> _PROMPT_
For this exercise, reproduce the entries below exactly, but only from the line containing "Self::from(&ApiConfig::default())" through the line containing "pub async fn get(&self, url: &str, cancel: &CancellationToken)", both included.
-- EXTRACTED RECORDS follows --
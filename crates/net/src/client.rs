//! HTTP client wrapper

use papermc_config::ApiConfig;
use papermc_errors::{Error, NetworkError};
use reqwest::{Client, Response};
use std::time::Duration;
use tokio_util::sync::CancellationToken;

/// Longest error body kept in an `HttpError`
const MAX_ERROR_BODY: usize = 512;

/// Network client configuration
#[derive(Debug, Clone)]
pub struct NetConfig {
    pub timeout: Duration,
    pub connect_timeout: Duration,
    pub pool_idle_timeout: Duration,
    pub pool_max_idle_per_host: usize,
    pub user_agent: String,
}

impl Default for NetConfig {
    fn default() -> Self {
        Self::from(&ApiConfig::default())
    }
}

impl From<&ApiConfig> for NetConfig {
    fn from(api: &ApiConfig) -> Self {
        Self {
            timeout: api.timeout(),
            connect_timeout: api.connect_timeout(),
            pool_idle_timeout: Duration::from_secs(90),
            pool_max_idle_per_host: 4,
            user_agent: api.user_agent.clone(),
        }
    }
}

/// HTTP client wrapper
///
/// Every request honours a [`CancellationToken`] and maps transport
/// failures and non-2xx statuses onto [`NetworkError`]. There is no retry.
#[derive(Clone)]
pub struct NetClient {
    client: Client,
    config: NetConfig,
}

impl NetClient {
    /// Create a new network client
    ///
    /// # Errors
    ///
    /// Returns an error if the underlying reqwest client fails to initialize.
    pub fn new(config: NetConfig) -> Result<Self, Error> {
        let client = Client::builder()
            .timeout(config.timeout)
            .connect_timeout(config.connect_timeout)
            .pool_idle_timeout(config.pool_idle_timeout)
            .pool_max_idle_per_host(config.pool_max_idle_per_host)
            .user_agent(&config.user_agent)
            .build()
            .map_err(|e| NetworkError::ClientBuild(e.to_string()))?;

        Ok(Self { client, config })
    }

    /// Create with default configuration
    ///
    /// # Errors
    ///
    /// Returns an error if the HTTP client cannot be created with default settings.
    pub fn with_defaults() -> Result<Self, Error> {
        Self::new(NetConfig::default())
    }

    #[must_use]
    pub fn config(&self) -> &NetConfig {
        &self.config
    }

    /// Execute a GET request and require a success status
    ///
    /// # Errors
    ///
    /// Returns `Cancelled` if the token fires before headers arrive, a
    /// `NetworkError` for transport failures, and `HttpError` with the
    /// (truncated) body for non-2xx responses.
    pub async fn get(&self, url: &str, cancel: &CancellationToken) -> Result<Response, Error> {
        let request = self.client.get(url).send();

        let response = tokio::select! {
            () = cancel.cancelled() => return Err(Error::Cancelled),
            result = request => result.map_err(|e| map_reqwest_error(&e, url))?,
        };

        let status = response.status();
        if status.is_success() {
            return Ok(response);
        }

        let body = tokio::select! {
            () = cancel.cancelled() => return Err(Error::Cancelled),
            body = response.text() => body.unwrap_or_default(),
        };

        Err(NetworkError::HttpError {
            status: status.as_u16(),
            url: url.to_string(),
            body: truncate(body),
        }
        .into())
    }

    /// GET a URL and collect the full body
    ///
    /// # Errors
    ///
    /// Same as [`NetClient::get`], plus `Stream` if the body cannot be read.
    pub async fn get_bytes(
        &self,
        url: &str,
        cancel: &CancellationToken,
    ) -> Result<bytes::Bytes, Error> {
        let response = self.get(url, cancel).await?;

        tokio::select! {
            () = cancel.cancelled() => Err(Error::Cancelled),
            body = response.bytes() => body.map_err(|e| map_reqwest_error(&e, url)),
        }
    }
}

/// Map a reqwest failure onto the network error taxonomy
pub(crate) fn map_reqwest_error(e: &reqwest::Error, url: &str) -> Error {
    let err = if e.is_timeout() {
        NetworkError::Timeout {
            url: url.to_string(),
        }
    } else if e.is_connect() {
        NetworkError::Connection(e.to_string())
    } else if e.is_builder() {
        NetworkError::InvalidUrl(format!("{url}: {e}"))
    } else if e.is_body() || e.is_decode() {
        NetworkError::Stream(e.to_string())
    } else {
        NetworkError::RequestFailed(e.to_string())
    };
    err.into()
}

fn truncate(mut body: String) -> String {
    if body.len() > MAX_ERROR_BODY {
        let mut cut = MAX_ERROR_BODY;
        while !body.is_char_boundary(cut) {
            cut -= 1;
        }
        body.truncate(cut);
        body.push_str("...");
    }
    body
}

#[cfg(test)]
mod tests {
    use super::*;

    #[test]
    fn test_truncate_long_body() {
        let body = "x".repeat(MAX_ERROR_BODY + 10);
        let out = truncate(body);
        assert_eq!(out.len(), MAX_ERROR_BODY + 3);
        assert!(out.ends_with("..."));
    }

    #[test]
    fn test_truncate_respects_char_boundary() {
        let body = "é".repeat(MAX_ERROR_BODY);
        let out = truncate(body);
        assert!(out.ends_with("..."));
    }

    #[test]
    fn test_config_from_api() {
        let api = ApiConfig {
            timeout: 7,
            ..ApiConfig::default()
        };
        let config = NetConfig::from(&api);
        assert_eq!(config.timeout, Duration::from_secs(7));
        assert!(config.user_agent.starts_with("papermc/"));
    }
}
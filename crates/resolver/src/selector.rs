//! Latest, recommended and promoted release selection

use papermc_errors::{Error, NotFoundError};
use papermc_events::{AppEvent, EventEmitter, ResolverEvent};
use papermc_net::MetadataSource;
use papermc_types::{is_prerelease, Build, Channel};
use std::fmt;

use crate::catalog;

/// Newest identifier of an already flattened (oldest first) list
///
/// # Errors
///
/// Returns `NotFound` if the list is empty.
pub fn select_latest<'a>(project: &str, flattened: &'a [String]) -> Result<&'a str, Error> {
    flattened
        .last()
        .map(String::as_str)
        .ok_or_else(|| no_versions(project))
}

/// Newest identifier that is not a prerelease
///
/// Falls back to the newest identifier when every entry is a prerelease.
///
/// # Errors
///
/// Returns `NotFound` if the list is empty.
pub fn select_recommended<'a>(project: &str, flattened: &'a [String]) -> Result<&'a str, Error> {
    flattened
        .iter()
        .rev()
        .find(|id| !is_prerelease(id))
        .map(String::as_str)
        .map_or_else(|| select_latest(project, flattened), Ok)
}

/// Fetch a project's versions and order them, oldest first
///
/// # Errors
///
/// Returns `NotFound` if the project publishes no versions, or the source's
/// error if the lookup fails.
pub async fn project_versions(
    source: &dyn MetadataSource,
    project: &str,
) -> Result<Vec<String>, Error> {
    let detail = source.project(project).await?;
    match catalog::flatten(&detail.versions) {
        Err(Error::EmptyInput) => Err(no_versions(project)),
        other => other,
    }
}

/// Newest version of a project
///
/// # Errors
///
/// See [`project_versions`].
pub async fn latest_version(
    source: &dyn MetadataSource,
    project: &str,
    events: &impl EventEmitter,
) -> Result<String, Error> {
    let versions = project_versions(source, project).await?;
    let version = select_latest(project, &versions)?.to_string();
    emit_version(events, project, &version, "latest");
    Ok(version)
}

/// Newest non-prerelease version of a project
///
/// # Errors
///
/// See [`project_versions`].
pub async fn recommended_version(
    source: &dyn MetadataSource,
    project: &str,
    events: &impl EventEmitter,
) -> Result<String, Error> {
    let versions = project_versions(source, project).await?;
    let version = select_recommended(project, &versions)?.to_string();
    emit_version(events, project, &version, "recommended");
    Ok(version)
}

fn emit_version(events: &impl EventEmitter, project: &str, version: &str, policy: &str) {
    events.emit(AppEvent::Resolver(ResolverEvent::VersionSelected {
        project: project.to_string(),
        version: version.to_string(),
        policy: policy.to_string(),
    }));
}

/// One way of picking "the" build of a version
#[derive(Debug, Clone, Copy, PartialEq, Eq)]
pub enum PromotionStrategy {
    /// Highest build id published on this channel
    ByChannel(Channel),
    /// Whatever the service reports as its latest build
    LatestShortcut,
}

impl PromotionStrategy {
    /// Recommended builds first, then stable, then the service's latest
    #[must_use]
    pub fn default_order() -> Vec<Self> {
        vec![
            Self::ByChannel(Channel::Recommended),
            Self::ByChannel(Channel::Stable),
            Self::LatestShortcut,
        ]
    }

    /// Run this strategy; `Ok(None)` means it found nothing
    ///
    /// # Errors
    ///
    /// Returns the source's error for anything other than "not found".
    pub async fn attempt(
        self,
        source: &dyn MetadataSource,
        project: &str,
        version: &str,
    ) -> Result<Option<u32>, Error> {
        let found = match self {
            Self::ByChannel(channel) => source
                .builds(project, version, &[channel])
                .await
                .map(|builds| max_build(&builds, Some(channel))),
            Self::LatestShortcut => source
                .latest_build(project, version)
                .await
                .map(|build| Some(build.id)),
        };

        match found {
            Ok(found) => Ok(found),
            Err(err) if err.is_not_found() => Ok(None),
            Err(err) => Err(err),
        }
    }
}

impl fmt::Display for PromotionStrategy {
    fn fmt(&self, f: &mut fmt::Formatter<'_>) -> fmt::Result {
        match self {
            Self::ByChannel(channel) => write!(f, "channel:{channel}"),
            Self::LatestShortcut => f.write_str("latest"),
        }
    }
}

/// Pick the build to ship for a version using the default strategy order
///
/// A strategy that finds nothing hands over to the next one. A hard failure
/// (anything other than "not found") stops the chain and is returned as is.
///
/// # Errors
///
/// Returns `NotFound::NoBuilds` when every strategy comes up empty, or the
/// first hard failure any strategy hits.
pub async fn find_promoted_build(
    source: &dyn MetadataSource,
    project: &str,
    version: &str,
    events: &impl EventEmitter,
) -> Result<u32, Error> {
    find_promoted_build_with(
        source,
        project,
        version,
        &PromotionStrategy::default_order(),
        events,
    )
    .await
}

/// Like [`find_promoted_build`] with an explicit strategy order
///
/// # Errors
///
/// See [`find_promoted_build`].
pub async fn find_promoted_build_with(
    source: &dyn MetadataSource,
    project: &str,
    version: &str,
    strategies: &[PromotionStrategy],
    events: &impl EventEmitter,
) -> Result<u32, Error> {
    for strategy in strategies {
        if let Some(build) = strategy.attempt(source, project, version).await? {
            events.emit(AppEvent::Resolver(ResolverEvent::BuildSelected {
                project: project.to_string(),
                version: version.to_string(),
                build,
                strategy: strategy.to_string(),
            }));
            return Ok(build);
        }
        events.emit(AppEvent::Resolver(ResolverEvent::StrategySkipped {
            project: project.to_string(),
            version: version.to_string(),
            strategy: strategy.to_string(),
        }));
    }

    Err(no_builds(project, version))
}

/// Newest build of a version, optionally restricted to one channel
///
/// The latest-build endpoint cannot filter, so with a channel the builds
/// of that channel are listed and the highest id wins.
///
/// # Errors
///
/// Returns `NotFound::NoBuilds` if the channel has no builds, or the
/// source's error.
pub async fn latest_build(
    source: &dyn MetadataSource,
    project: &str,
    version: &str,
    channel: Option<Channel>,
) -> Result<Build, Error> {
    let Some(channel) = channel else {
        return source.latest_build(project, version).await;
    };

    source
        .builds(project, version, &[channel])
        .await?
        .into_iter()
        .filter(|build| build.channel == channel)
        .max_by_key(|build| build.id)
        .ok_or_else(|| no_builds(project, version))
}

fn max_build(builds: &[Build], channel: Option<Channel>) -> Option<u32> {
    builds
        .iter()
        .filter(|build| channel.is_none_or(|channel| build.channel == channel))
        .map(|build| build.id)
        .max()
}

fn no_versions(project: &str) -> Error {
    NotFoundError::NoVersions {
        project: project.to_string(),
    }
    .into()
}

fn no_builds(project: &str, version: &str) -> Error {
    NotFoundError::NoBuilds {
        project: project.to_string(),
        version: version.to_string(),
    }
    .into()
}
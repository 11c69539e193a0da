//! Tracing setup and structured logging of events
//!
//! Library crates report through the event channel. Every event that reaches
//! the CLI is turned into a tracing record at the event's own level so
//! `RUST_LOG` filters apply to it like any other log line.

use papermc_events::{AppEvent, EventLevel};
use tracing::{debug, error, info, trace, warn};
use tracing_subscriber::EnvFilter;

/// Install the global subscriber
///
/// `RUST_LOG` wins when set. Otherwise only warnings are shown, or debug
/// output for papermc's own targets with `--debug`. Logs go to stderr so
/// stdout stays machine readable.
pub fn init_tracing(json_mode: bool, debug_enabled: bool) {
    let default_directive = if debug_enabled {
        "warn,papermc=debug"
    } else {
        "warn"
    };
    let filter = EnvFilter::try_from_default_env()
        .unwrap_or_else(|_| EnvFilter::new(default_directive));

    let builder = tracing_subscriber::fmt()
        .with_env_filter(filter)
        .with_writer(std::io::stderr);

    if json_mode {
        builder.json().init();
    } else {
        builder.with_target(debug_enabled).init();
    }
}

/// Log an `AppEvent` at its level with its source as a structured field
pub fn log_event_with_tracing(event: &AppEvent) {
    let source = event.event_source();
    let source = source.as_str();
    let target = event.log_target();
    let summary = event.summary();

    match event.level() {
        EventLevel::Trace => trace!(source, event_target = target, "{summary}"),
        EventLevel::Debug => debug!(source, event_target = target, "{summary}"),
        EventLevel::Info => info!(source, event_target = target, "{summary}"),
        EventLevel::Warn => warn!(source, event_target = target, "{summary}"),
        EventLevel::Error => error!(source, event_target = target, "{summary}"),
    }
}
-- EXTRACTED RECORDS concluded --
> _ANSWER SPACE_
        Self::from(&ApiConfig::default())
    }
}

impl From<&ApiConfig> for NetConfig {
    fn from(api: &ApiConfig) -> Self {
        Self {
            timeout: api.timeout(),
            connect_timeout: api.connect_timeout(),
            pool_idle_timeout: Duration::from_secs(90),
            pool_max_idle_per_host: 4,
            user_agent: api.user_agent.clone(),
        }
    }
}

/// HTTP client wrapper
///
/// Every request honours a [`CancellationToken`] and maps transport
/// failures and non-2xx statuses onto [`NetworkError`]. There is no retry.
#[derive(Clone)]
pub struct NetClient {
    client: Client,
    config: NetConfig,
}

impl NetClient {
    /// Create a new network client
    ///
    /// # Errors
    ///
    /// Returns an error if the underlying reqwest client fails to initialize.
    pub fn new(config: NetConfig) -> Result<Self, Error> {
        let client = Client::builder()
            .timeout(config.timeout)
            .connect_timeout(config.connect_timeout)
            .pool_idle_timeout(config.pool_idle_timeout)
            .pool_max_idle_per_host(config.pool_max_idle_per_host)
            .user_agent(&config.user_agent)
            .build()
            .map_err(|e| NetworkError::ClientBuild(e.to_string()))?;

        Ok(Self { client, config })
    }

    /// Create with default configuration
    ///
    /// # Errors
    ///
    /// Returns an error if the HTTP client cannot be created with default settings.
    pub fn with_defaults() -> Result<Self, Error> {
        Self::new(NetConfig::default())
    }

    #[must_use]
    pub fn config(&self) -> &NetConfig {
        &self.config
    }

    /// Execute a GET request and require a success status
    ///
    /// # Errors
    ///
    /// Returns `Cancelled` if the token fires before headers arrive, a
    /// `NetworkError` for transport failures, and `HttpError` with the
    /// (truncated) body for non-2xx responses.
    pub async fn get(&self, url: &str, cancel: &CancellationToken) -> Result<Response, Error> {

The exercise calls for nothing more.